L'établissement du lien de filiation constitue l'un des actes les plus fondateurs du droit de la famille, car il fixe juridiquement l'appartenance de l'enfant à sa lignée et déclenche l'ensemble des droits et devoirs qui en découlent. Hors mariage, ce lien ne s'établit pas toujours automatiquement à l'égard du père, ni nécessairement à l'égard de la mère selon les situations : il suppose alors une démarche volontaire, la reconnaissance d'un enfant. Acte juridique solennel et personnel, la reconnaissance permet à un parent de déclarer officiellement son lien avec l'enfant et d'en assumer les conséquences. Elle peut être effectuée avant la naissance, au moment de la déclaration de naissance ou ultérieurement, et obéit à des formalités précises accomplies en mairie. Le présent article expose la notion de reconnaissance, ses conditions et ses formes, la procédure à suivre, ses effets sur la filiation et l'autorité parentale, ainsi que les modalités de sa contestation lorsque la vérité biologique est en cause.

La notion de reconnaissance d'un enfant

La reconnaissance d'un enfant est l'acte par lequel une personne déclare être le père ou la mère d'un enfant et établit ainsi juridiquement le lien de filiation. Il s'agit d'un acte unilatéral, personnel et volontaire : nul ne peut reconnaître un enfant à la place d'un autre, et la reconnaissance exprime l'engagement du parent à assumer ses responsabilités. Cet acte intervient principalement hors mariage, car au sein du mariage la filiation paternelle se trouve présumée à l'égard de l'époux de la mère. À l'égard de la mère, la filiation s'établit en principe par la seule désignation dans l'acte de naissance, de sorte que la reconnaissance maternelle est devenue moins fréquente, demeurant utile notamment en cas de reconnaissance prénatale. La reconnaissance s'inscrit ainsi dans l'ensemble des modes d'établissement de la filiation, aux côtés de la présomption, de la possession d'état et du jugement.
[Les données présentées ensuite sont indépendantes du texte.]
use std::process::ExitCode;

use anyhow::Context;
use chain_ops_common::AccountAddress;
use chrono::Utc;
use clap::{Parser, Subcommand};
use dotenv::dotenv;
use tracing::{error, info};
use tracing_subscriber::EnvFilter;

use chain_ops_core::{
    accounts::AccountHandle,
    blockchain::BlockchainManager,
    config::{NetworkSettings, ValidatorSettings},
    faucet::FaucetClient,
    service::{network::treasury_account, AccountSource, Network, ServiceError, ValidatorSetup},
};

#[derive(Parser)]
#[command(name = "chain-ops")]
#[command(about = "Validator setup and tokenomics operations for a Substrate node")]
enum Commands {
    /// Fund, bond and register a validator
    Validator {
        /// Create fresh stash and controller accounts instead of the configured ones
        #[arg(long)]
        generate_accounts: bool,
        /// Submit Staking.set_controller after bonding
        #[arg(long)]
        set_controller: bool,
    },
    #[command(flatten)]
    Network(NetworkCommand),
}

#[derive(Subcommand)]
enum NetworkCommand {
    /// Free balance of an account
    Balance { address: String },
    /// Transfer whole tokens
    Transfer {
        to: String,
        value: String,
        #[arg(long, env = "SENDER_MNEMONIC", hide_env_values = true)]
        mnemonic: String,
    },
    /// Transfer the same amount to several accounts in one batch
    BatchTransfer {
        value: String,
        #[arg(required = true)]
        to: Vec<String>,
        #[arg(long, env = "SENDER_MNEMONIC", hide_env_values = true)]
        mnemonic: String,
    },
    /// Send a DDC data payload
    SendDdc {
        to: String,
        data: String,
        #[arg(long, env = "SENDER_MNEMONIC", hide_env_values = true)]
        mnemonic: String,
    },
    /// Treasury free balance
    Treasury,
    /// Existential deposit of the balances pallet
    ExistentialDeposit,
    /// Minutes left in the active era
    EraTime,
}

#[tokio::main]
async fn main() -> ExitCode {
    dotenv().ok();
    tracing_subscriber::fmt()
        .with_env_filter(EnvFilter::try_from_default_env().unwrap_or_else(|_| EnvFilter::new("info")))
        .init();

    let command = Commands::parse();

    match execute(command).await {
        Ok(()) => ExitCode::SUCCESS,
        Err(e) => {
            if let Some(ServiceError::Submission { call, .. }) = e
                .downcast_ref::<ServiceError>()
                .filter(|service| service.is_logical_rejection())
            {
                error!("{} was finalized but rejected by the runtime", call);
            }
            error!("{:#}", e);
            ExitCode::FAILURE
        }
    }
}

async fn execute(command: Commands) -> anyhow::Result<()> {
    match command {
        Commands::Validator {
            generate_accounts,
            set_controller,
        } => {
            let settings = ValidatorSettings::new().context("Failed to load validator settings")?;
            let chain = BlockchainManager::new(&settings.provider).await?;
            let faucet = FaucetClient::new(&settings.request_assets_endpoint, &settings.network);

            let source = if generate_accounts {
                AccountSource::Generated
            } else {
                AccountSource::Configured
            };
            let report = ValidatorSetup::new(&chain, &faucet, &settings)
                .run(source, set_controller)
                .await?;

            info!(
                "Validator on {}: stash {}, controller {}, bonded {}",
                report.chain, report.stash, report.controller, report.bonded
            );
            println!("Validator added successfully!");
        }

        Commands::Network(command) => {
            let settings = NetworkSettings::new().context("Failed to load network settings")?;
            let chain = BlockchainManager::new(&settings.provider).await?;
            let network = Network::new(&chain, &settings);
            run_network_command(&network, command).await?;
        }
    }

    Ok(())
}

async fn run_network_command(
    network: &Network<'_, BlockchainManager>,
    command: NetworkCommand,
) -> anyhow::Result<()> {
    match command {
        NetworkCommand::Balance { address } => {
            let balance = network.balance(&AccountAddress::new(address.as_str())).await?;
            println!("Balance of {}: {}", address, network.format_balance(balance));
        }
        NetworkCommand::Transfer {
            to,
            value,
            mnemonic,
        } => {
            let sender = AccountHandle::from_uri("Sender", &mnemonic)?;
            let block = network.transfer(&sender, &AccountAddress::new(to), &value).await?;
            println!("Transfer finalized in block {}", block);
        }
        NetworkCommand::BatchTransfer {
            value,
            to,
            mnemonic,
        } => {
            let sender = AccountHandle::from_uri("Sender", &mnemonic)?;
            let dests: Vec<AccountAddress> = to.into_iter().map(AccountAddress::new).collect();
            let block = network.batch_transfer(&sender, &dests, &value).await?;
            println!("Batch of {} transfers finalized in block {}", dests.len(), block);
        }
        NetworkCommand::SendDdc { to, data, mnemonic } => {
            let sender = AccountHandle::from_uri("Sender", &mnemonic)?;
            let block = network.send_ddc(&sender, &AccountAddress::new(to), &data).await?;
            println!("DDC data finalized in block {}", block);
        }
        NetworkCommand::Treasury => {
            let balance = network.treasury_balance().await?;
            println!(
                "Treasury {} balance: {}",
                treasury_account(),
                network.format_balance(balance)
            );
        }
        NetworkCommand::ExistentialDeposit => {
            let deposit = network.existential_deposit().await?;
            println!("Existential deposit: {}", network.format_balance(deposit));
        }
        NetworkCommand::EraTime => match network.era_time_remaining(Utc::now()).await? {
            Some(minutes) => println!("Era time remaining: {} minutes", minutes),
            None => println!("No active era"),
        },
    }

    Ok(())
}
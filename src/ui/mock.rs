use std::collections::VecDeque;

use crate::error::{ReleaseError, Result};
use crate::release::ReleaseMode;
use crate::ui::Prompt;

/// Scripted prompt for driving the workflow in tests.
///
/// Answers are consumed in order, one queue per question kind. An exhausted
/// queue behaves exactly like EOF on stdin and yields
/// [ReleaseError::UserCancelled].
pub struct ScriptedPrompt {
    modes: VecDeque<ReleaseMode>,
    confirmations: VecDeque<bool>,
    lines: VecDeque<String>,
}

impl ScriptedPrompt {
    /// Create a prompt with nothing queued; every question cancels
    pub fn new() -> Self {
        ScriptedPrompt {
            modes: VecDeque::new(),
            confirmations: VecDeque::new(),
            lines: VecDeque::new(),
        }
    }

    /// Queue a menu answer
    pub fn push_mode(&mut self, mode: ReleaseMode) {
        self.modes.push_back(mode);
    }

    /// Queue a yes/no answer
    pub fn push_confirmation(&mut self, answer: bool) {
        self.confirmations.push_back(answer);
    }

    /// Queue a free-text answer
    pub fn push_line(&mut self, line: impl Into<String>) {
        self.lines.push_back(line.into());
    }
}

impl Default for ScriptedPrompt {
    fn default() -> Self {
        Self::new()
    }
}

impl Prompt for ScriptedPrompt {
    fn select_mode(&mut self) -> Result<ReleaseMode> {
        self.modes.pop_front().ok_or(ReleaseError::UserCancelled)
    }

    fn confirm(&mut self, _question: &str) -> Result<bool> {
        self.confirmations
            .pop_front()
            .ok_or(ReleaseError::UserCancelled)
    }

    fn read_line(&mut self, _prompt: &str) -> Result<String> {
        self.lines.pop_front().ok_or(ReleaseError::UserCancelled)
    }
}
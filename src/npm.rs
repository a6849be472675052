//! npm operations issued through the command runner.

use crate::command::CommandRunner;
use crate::error::{ReleaseError, Result};
use crate::version;

/// Registry every publish goes to
pub const REGISTRY_URL: &str = "https://registry.npmjs.org/";

/// Wrapper around the `npm` binary for version bumps and publishing.
pub struct NpmCli<'a> {
    runner: &'a dyn CommandRunner,
}

impl<'a> NpmCli<'a> {
    pub fn new(runner: &'a dyn CommandRunner) -> Self {
        NpmCli { runner }
    }

    /// Bump the manifest version with `npm version <kind>`.
    ///
    /// npm rewrites package.json and creates the version commit and tag
    /// itself. The version it reports on stdout is parsed and returned;
    /// output that does not contain one is treated as a failed bump.
    pub fn bump(&self, kind: &str) -> Result<String> {
        let outcome = self
            .runner
            .run("npm", &["version", kind, "--git-tag-version=true"]);
        if !outcome.success {
            return Err(outcome.into_error("npm version"));
        }

        version::parse_reported_version(&outcome.stdout).ok_or_else(|| {
            ReleaseError::command_failed(
                "npm version",
                format!("unexpected output: {:?}", outcome.stdout.trim()),
            )
        })
    }

    /// Publish the package to the public registry.
    ///
    /// Returns npm's stdout so it can be echoed to the user.
    pub fn publish(&self) -> Result<String> {
        let registry = format!("--registry={}", REGISTRY_URL);
        let outcome = self
            .runner
            .run("npm", &["publish", "--access", "public", &registry]);
        if !outcome.success {
            return Err(outcome.into_error("npm publish"));
        }
        Ok(outcome.stdout)
    }
}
La reconnaissance produit un effet déclaratif : elle ne crée pas le lien biologique, qu'elle présuppose, mais le constate et lui confère une portée juridique. Cet effet déclaratif explique que la reconnaissance, une fois établie, remonte en principe à la naissance de l'enfant, voire à sa conception pour la détermination de certains droits. La reconnaissance est par ailleurs un acte irrévocable : celui qui a reconnu un enfant ne peut, par un simple changement de volonté, revenir sur sa déclaration. Seule une action en contestation, fondée sur l'absence de lien biologique, peut, dans les conditions et délais légaux, remettre en cause la filiation ainsi établie. Cette stabilité protège l'enfant et la sécurité de son état civil. Le législateur a en effet considéré que l'identité et la filiation de l'enfant ne sauraient dépendre des fluctuations de la volonté de celui qui l'a reconnu : une fois l'engagement pris, il s'impose à son auteur avec la force d'un acte d'état civil, et seul un débat judiciaire sur la réalité du lien peut, le cas échéant, le défaire.
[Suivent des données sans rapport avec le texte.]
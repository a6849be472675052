use std::io::Write;
use std::process::{Command, Stdio};

use tempfile::TempDir;

fn release_command(dir: &TempDir) -> Command {
    let mut cmd = Command::new(env!("CARGO_BIN_EXE_npm-release"));
    cmd.current_dir(dir.path());
    cmd
}

fn write_manifest(dir: &TempDir, contents: &str) {
    std::fs::write(dir.path().join("package.json"), contents).unwrap();
}

#[cfg(unix)]
fn write_fake_tool(dir: &TempDir, name: &str, script: &str) {
    use std::os::unix::fs::PermissionsExt;

    let path = dir.path().join(name);
    std::fs::write(&path, script).unwrap();
    std::fs::set_permissions(&path, std::fs::Permissions::from_mode(0o755)).unwrap();
}

#[cfg(unix)]
fn prepend_to_path(dir: &TempDir) -> String {
    let current = std::env::var("PATH").unwrap_or_default();
    format!("{}:{}", dir.path().display(), current)
}

// ============================================================================
// Startup failures and clean exits
// ============================================================================

#[test]
fn test_missing_manifest_exits_with_failure() {
    let dir = TempDir::new().unwrap();

    let output = release_command(&dir).stdin(Stdio::null()).output().unwrap();

    assert_eq!(output.status.code(), Some(1));
    let stderr = String::from_utf8_lossy(&output.stderr);
    assert!(
        stderr.contains("package.json not found"),
        "stderr: {}",
        stderr
    );
}

#[test]
fn test_malformed_manifest_exits_with_failure() {
    let dir = TempDir::new().unwrap();
    write_manifest(&dir, "{ this is not json");

    let output = release_command(&dir).stdin(Stdio::null()).output().unwrap();

    assert_eq!(output.status.code(), Some(1));
    assert!(String::from_utf8_lossy(&output.stderr).contains("not valid JSON"));
}

#[test]
fn test_eof_at_the_menu_is_a_clean_cancel() {
    let dir = TempDir::new().unwrap();
    write_manifest(&dir, r#"{"name": "demo", "version": "1.2.3"}"#);

    let output = release_command(&dir).stdin(Stdio::null()).output().unwrap();

    assert_eq!(output.status.code(), Some(0));
    let stdout = String::from_utf8_lossy(&output.stdout);
    assert!(stdout.contains("1.2.3"), "stdout: {}", stdout);
    assert!(stdout.contains("cancelled"), "stdout: {}", stdout);
}

#[test]
fn test_invalid_menu_answer_reprompts_before_cancel() {
    let dir = TempDir::new().unwrap();
    write_manifest(&dir, r#"{"name": "demo", "version": "1.2.3"}"#);

    let mut child = release_command(&dir)
        .stdin(Stdio::piped())
        .stdout(Stdio::piped())
        .stderr(Stdio::piped())
        .spawn()
        .unwrap();
    child.stdin.take().unwrap().write_all(b"9\n").unwrap();
    let output = child.wait_with_output().unwrap();

    assert_eq!(output.status.code(), Some(0));
    let stdout = String::from_utf8_lossy(&output.stdout);
    assert!(
        stdout.contains("Please enter 1, 2, 3 or 4"),
        "stdout: {}",
        stdout
    );
    assert!(stdout.contains("cancelled"));
}

#[test]
fn test_version_flag_prints_the_tool_version() {
    let dir = TempDir::new().unwrap();

    let output = release_command(&dir).arg("--version").output().unwrap();

    assert!(output.status.success());
    let stdout = String::from_utf8_lossy(&output.stdout);
    assert!(stdout.contains("npm-release"));
    assert!(stdout.contains(env!("CARGO_PKG_VERSION")));
}

// ============================================================================
// Full runs against fake git/npm on PATH
// ============================================================================

#[cfg(unix)]
#[test]
fn test_full_patch_release_against_fake_tools() {
    let dir = TempDir::new().unwrap();
    write_manifest(&dir, r#"{"name": "demo", "version": "1.2.3"}"#);

    let bin_dir = TempDir::new().unwrap();
    write_fake_tool(&bin_dir, "git", "#!/bin/sh\nexit 0\n");
    write_fake_tool(
        &bin_dir,
        "npm",
        r#"#!/bin/sh
if [ "$1" = "version" ]; then
  echo "v1.2.4"
fi
exit 0
"#,
    );

    let mut child = release_command(&dir)
        .env("PATH", prepend_to_path(&bin_dir))
        .stdin(Stdio::piped())
        .stdout(Stdio::piped())
        .stderr(Stdio::piped())
        .spawn()
        .unwrap();
    child.stdin.take().unwrap().write_all(b"1\n").unwrap();
    let output = child.wait_with_output().unwrap();

    assert_eq!(
        output.status.code(),
        Some(0),
        "stderr: {}",
        String::from_utf8_lossy(&output.stderr)
    );
    let stdout = String::from_utf8_lossy(&output.stdout);
    assert!(stdout.contains("Release summary"), "stdout: {}", stdout);
    assert!(stdout.contains("1.2.4"), "stdout: {}", stdout);
}

#[cfg(unix)]
#[test]
fn test_declined_commit_gate_exits_with_failure() {
    let dir = TempDir::new().unwrap();
    write_manifest(&dir, r#"{"name": "demo", "version": "1.2.3"}"#);

    let bin_dir = TempDir::new().unwrap();
    write_fake_tool(
        &bin_dir,
        "git",
        r#"#!/bin/sh
if [ "$1" = "status" ]; then
  echo " M index.js"
fi
exit 0
"#,
    );

    let mut child = release_command(&dir)
        .env("PATH", prepend_to_path(&bin_dir))
        .stdin(Stdio::piped())
        .stdout(Stdio::piped())
        .stderr(Stdio::piped())
        .spawn()
        .unwrap();
    child.stdin.take().unwrap().write_all(b"1\nn\n").unwrap();
    let output = child.wait_with_output().unwrap();

    assert_eq!(output.status.code(), Some(1));
    let stderr = String::from_utf8_lossy(&output.stderr);
    assert!(
        stderr.contains("working tree is not clean"),
        "stderr: {}",
        stderr
    );
}

#[cfg(unix)]
#[test]
fn test_publish_failure_reports_and_exits_with_failure() {
    let dir = TempDir::new().unwrap();
    write_manifest(&dir, r#"{"name": "demo", "version": "1.2.3"}"#);

    let bin_dir = TempDir::new().unwrap();
    write_fake_tool(&bin_dir, "git", "#!/bin/sh\nexit 0\n");
    write_fake_tool(
        &bin_dir,
        "npm",
        r#"#!/bin/sh
if [ "$1" = "version" ]; then
  echo "v1.2.4"
fi
if [ "$1" = "publish" ]; then
  echo "npm ERR! code E403" >&2
  exit 1
fi
exit 0
"#,
    );

    let mut child = release_command(&dir)
        .env("PATH", prepend_to_path(&bin_dir))
        .stdin(Stdio::piped())
        .stdout(Stdio::piped())
        .stderr(Stdio::piped())
        .spawn()
        .unwrap();
    child.stdin.take().unwrap().write_all(b"1\n").unwrap();
    let output = child.wait_with_output().unwrap();

    assert_eq!(output.status.code(), Some(1));
    let stdout = String::from_utf8_lossy(&output.stdout);
    let stderr = String::from_utf8_lossy(&output.stderr);
    assert!(stdout.contains("Release summary"), "stdout: {}", stdout);
    assert!(stderr.contains("npm publish failed"), "stderr: {}", stderr);
    assert!(
        stdout.contains("npm publish --access public"),
        "stdout: {}",
        stdout
    );
}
La reconnaissance doit être distinguée d'autres notions voisines. Elle ne se confond pas avec la légitimation, institution ancienne aujourd'hui disparue, ni avec l'adoption, qui crée un lien de filiation indépendant de tout lien biologique. La reconnaissance suppose au contraire un lien de filiation par le sang que le déclarant entend établir juridiquement. Elle se distingue également de la simple déclaration de naissance, formalité d'état civil obligatoire qui constate la venue au monde de l'enfant sans nécessairement établir la filiation paternelle hors mariage. Ces distinctions, parfois subtiles, sont essentielles pour comprendre la place exacte de la reconnaissance parmi les institutions du droit de la filiation et pour éviter les confusions courantes entre des actes aux finalités et aux effets différents.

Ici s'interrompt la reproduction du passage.